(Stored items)
═══

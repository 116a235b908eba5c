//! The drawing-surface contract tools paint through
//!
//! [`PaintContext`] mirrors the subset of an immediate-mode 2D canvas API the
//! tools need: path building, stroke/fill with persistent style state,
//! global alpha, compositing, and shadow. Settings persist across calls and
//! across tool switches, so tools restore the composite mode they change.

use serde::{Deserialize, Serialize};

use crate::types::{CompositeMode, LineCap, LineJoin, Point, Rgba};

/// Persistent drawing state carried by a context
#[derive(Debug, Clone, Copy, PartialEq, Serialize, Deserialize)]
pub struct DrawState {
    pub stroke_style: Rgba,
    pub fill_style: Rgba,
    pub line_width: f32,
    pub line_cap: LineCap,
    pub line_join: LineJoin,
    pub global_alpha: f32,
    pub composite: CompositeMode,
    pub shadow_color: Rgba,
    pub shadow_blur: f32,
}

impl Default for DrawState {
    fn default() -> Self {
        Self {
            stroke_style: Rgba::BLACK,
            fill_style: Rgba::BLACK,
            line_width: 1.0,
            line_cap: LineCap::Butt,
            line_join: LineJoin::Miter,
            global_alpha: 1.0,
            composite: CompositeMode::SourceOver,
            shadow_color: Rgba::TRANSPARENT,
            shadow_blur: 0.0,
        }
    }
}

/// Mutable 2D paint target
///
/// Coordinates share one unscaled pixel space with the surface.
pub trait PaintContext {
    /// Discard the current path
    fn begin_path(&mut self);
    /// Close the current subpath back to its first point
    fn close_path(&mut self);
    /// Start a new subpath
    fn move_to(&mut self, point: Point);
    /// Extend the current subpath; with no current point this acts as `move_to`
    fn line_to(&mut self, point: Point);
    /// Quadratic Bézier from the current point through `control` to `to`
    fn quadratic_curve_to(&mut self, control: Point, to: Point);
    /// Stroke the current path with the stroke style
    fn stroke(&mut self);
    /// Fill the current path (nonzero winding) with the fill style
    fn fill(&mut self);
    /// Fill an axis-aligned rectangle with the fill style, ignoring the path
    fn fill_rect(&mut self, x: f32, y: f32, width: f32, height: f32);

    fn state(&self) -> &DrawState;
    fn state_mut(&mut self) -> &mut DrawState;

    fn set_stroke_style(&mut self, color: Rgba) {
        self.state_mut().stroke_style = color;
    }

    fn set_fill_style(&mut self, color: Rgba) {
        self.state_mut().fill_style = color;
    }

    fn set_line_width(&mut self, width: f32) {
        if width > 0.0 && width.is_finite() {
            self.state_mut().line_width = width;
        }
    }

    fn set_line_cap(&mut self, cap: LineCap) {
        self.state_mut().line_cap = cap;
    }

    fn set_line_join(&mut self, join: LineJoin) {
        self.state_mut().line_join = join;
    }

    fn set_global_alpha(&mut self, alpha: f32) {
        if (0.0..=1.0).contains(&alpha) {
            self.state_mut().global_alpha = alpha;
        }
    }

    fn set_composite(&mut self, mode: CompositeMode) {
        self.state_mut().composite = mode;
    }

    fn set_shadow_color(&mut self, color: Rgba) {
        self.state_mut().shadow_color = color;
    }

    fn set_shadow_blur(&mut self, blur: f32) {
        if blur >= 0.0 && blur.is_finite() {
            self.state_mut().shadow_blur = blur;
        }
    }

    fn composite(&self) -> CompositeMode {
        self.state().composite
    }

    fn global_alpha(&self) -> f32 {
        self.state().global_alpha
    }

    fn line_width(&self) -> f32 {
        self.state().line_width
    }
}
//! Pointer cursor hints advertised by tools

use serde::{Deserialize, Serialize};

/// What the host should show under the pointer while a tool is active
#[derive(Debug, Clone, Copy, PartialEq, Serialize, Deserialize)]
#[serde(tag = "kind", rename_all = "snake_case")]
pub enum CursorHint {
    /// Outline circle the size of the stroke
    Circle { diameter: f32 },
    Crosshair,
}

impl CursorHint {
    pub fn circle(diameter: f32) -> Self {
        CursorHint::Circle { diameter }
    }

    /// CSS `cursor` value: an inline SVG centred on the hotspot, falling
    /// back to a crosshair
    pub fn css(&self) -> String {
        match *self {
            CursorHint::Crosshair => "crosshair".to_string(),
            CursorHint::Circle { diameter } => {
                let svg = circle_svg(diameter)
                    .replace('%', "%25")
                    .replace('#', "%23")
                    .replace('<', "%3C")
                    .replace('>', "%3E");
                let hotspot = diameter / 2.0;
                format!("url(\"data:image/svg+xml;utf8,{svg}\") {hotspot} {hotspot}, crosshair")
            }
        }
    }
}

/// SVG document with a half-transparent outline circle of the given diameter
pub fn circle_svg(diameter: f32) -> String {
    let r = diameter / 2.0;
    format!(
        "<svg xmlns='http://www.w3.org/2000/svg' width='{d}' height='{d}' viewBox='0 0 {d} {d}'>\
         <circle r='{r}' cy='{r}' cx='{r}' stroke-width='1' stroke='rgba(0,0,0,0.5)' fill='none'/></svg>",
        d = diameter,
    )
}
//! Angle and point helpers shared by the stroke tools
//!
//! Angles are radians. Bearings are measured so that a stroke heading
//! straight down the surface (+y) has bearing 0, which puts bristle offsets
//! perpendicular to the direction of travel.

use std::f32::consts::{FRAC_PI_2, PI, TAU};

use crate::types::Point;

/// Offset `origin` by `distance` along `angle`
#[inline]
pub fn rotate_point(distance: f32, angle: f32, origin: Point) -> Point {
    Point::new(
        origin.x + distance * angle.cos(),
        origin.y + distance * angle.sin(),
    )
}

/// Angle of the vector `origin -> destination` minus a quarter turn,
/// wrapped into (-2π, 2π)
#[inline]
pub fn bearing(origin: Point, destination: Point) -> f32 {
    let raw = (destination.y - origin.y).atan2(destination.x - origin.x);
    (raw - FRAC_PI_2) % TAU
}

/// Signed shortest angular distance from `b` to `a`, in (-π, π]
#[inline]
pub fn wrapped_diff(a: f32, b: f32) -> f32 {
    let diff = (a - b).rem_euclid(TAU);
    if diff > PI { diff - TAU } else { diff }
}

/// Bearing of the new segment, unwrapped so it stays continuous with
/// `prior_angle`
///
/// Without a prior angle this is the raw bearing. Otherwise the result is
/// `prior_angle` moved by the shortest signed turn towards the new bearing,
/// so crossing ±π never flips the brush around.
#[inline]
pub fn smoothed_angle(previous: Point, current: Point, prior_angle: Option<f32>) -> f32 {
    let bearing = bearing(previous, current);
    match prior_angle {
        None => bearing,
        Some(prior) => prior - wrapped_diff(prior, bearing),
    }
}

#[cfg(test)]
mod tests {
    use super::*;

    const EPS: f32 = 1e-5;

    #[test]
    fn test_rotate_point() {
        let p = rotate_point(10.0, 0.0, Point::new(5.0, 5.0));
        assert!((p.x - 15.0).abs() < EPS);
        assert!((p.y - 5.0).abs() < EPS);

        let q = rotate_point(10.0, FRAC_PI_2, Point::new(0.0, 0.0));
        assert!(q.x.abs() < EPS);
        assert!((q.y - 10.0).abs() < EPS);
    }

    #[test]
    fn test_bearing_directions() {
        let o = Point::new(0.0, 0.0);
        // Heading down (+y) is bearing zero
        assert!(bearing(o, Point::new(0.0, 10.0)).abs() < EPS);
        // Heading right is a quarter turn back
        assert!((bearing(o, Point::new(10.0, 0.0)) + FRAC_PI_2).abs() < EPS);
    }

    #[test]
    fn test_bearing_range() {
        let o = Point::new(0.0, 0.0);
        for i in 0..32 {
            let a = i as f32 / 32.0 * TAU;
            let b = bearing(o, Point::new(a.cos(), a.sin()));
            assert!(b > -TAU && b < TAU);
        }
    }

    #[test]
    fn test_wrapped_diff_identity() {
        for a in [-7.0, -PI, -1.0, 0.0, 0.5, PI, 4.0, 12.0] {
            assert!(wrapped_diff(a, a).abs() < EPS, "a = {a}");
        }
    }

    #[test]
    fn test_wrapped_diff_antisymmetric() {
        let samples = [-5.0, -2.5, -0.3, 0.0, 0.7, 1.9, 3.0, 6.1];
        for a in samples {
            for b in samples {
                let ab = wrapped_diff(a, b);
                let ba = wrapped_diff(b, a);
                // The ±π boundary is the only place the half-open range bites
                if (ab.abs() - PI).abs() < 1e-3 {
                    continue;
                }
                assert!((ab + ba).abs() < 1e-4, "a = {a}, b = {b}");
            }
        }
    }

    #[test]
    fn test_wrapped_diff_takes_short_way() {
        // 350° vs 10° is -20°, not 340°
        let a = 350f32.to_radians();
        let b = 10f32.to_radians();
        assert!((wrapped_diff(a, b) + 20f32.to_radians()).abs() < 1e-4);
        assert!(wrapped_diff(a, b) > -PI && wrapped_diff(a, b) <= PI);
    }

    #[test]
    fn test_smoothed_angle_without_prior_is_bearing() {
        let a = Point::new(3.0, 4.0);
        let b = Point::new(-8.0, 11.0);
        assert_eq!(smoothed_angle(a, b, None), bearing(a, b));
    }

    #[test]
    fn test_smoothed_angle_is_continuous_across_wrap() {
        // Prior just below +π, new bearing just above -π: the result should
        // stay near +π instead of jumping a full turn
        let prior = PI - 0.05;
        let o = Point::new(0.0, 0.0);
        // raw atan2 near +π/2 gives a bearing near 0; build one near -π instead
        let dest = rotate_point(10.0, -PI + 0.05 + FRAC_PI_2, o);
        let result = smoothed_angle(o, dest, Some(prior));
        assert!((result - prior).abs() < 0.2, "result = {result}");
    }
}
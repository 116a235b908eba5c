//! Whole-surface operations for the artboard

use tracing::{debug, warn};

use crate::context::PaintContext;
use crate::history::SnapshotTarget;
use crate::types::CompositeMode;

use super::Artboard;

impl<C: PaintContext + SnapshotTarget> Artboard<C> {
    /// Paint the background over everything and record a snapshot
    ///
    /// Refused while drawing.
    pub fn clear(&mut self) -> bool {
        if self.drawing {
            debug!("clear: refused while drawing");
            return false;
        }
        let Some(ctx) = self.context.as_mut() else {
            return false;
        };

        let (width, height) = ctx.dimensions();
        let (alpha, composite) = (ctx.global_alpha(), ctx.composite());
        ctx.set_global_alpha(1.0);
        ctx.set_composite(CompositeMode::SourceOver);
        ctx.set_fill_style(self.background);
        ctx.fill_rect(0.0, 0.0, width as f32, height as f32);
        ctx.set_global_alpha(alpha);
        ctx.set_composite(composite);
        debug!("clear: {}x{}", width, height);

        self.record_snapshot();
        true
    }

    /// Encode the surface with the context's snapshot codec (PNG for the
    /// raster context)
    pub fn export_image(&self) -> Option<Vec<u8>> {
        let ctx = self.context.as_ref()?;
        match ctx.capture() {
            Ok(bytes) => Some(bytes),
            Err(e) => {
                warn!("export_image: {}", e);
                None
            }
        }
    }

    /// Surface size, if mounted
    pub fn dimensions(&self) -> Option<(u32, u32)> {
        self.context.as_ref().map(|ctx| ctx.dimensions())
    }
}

═══

Your task is to restate, word for word, only those lines above that fall between the line holding "Refused while drawing." and the line holding "ctx.set_fill_style(self.background);", inclusive.

-- YOUR SOLUTION --
    /// Refused while drawing.
    pub fn clear(&mut self) -> bool {
        if self.drawing {
            debug!("clear: refused while drawing");
            return false;
        }
        let Some(ctx) = self.context.as_mut() else {
            return false;
        };

        let (width, height) = ctx.dimensions();
        let (alpha, composite) = (ctx.global_alpha(), ctx.composite());
        ctx.set_global_alpha(1.0);
        ctx.set_composite(CompositeMode::SourceOver);
        ctx.set_fill_style(self.background);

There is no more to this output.